* Exercise aim: In the records below, find each line with the word "values" and copy it.

* Records for this exercise:
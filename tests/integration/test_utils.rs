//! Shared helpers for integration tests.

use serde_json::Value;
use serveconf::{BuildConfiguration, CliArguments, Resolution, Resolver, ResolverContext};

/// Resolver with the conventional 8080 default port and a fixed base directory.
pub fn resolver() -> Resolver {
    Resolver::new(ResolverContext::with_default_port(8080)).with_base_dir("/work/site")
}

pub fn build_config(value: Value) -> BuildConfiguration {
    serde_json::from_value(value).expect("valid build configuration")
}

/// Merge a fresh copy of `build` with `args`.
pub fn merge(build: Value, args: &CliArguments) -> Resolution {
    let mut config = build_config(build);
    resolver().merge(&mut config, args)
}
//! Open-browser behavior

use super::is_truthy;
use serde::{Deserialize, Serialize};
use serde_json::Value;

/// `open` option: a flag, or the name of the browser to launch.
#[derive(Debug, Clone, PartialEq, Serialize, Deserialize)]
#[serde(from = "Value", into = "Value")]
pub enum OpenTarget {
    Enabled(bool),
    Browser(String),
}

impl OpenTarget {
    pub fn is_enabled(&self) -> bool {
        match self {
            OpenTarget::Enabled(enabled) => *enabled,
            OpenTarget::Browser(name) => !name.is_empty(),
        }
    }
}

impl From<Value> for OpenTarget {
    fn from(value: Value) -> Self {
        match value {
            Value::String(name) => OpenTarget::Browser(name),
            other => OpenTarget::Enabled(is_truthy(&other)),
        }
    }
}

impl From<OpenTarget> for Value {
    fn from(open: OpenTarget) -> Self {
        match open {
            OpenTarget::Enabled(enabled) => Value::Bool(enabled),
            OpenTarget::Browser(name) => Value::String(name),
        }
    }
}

* * *

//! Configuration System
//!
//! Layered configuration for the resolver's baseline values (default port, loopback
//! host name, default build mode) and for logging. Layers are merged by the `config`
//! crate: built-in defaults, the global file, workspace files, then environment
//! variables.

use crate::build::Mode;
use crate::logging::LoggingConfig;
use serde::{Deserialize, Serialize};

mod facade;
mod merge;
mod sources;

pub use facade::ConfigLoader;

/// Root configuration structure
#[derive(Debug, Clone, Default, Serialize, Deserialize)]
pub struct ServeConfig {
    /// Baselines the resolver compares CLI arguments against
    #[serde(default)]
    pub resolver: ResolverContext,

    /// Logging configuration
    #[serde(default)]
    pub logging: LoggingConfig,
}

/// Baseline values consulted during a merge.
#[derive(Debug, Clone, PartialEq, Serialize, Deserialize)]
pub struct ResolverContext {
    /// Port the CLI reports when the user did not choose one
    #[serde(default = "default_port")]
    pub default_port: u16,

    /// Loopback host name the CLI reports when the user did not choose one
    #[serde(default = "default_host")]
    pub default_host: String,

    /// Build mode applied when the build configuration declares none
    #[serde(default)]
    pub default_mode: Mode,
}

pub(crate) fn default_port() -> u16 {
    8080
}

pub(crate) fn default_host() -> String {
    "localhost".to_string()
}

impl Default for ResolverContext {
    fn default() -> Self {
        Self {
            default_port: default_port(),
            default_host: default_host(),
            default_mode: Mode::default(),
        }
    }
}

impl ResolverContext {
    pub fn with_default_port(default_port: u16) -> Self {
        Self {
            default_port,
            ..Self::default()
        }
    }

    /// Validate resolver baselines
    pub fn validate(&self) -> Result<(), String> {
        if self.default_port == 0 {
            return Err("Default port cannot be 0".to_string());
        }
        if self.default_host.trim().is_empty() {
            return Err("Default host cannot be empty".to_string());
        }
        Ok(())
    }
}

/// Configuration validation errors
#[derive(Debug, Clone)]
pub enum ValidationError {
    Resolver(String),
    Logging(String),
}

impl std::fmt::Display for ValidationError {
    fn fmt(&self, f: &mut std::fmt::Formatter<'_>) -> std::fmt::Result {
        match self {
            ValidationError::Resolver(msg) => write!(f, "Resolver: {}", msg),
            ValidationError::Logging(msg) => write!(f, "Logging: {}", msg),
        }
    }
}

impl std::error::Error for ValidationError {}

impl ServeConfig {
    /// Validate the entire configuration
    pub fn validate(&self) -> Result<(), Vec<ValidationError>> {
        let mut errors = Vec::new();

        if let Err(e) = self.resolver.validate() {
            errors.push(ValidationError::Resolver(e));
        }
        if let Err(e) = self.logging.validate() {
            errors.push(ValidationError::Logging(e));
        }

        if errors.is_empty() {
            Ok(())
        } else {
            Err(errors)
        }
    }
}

...

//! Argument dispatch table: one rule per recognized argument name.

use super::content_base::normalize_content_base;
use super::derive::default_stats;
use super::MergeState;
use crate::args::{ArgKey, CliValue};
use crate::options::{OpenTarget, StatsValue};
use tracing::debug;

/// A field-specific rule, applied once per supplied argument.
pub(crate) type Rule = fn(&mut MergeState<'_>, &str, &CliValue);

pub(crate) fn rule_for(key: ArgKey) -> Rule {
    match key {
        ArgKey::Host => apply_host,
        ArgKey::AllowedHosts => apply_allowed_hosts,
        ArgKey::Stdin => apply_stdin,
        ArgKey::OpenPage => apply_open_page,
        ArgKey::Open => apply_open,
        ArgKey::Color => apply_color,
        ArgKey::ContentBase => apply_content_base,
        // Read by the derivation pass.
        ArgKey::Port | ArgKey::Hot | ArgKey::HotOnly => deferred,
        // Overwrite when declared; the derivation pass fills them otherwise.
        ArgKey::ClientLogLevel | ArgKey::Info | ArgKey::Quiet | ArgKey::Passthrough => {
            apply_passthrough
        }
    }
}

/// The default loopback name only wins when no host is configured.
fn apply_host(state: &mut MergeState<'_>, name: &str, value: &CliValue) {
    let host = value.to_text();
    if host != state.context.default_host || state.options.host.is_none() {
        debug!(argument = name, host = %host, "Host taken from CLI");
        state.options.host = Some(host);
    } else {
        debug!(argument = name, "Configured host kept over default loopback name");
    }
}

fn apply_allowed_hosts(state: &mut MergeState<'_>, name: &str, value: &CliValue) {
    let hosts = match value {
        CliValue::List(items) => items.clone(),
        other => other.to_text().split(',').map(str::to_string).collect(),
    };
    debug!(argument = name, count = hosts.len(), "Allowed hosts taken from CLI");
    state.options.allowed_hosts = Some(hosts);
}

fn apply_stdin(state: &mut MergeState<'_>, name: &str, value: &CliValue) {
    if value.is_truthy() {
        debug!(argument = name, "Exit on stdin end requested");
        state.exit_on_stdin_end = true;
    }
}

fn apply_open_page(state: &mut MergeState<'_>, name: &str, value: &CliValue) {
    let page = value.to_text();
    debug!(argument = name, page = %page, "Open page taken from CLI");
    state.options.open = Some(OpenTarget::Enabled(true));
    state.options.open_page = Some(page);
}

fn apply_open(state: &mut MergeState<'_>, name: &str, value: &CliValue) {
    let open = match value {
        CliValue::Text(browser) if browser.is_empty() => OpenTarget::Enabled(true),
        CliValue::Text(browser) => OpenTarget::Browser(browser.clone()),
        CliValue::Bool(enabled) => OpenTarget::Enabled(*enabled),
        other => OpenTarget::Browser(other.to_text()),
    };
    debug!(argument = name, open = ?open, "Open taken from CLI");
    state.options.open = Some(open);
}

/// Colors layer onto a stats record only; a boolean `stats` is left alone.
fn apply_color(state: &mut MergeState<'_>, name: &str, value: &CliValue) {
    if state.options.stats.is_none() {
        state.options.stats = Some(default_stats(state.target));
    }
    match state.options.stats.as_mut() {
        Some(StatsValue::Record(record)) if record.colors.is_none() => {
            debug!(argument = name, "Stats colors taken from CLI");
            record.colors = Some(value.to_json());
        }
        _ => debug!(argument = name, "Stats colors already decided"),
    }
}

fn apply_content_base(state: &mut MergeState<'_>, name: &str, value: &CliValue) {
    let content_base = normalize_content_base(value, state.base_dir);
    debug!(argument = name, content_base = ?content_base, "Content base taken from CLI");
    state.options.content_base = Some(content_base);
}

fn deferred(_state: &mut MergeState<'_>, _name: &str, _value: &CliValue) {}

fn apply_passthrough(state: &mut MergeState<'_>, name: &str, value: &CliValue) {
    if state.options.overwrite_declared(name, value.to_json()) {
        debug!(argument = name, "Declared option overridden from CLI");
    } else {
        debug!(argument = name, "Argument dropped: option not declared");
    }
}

* Worked solution:
//! Layered configuration for the resolver's baseline values (default port, loopback
/// Baseline values consulted during a merge.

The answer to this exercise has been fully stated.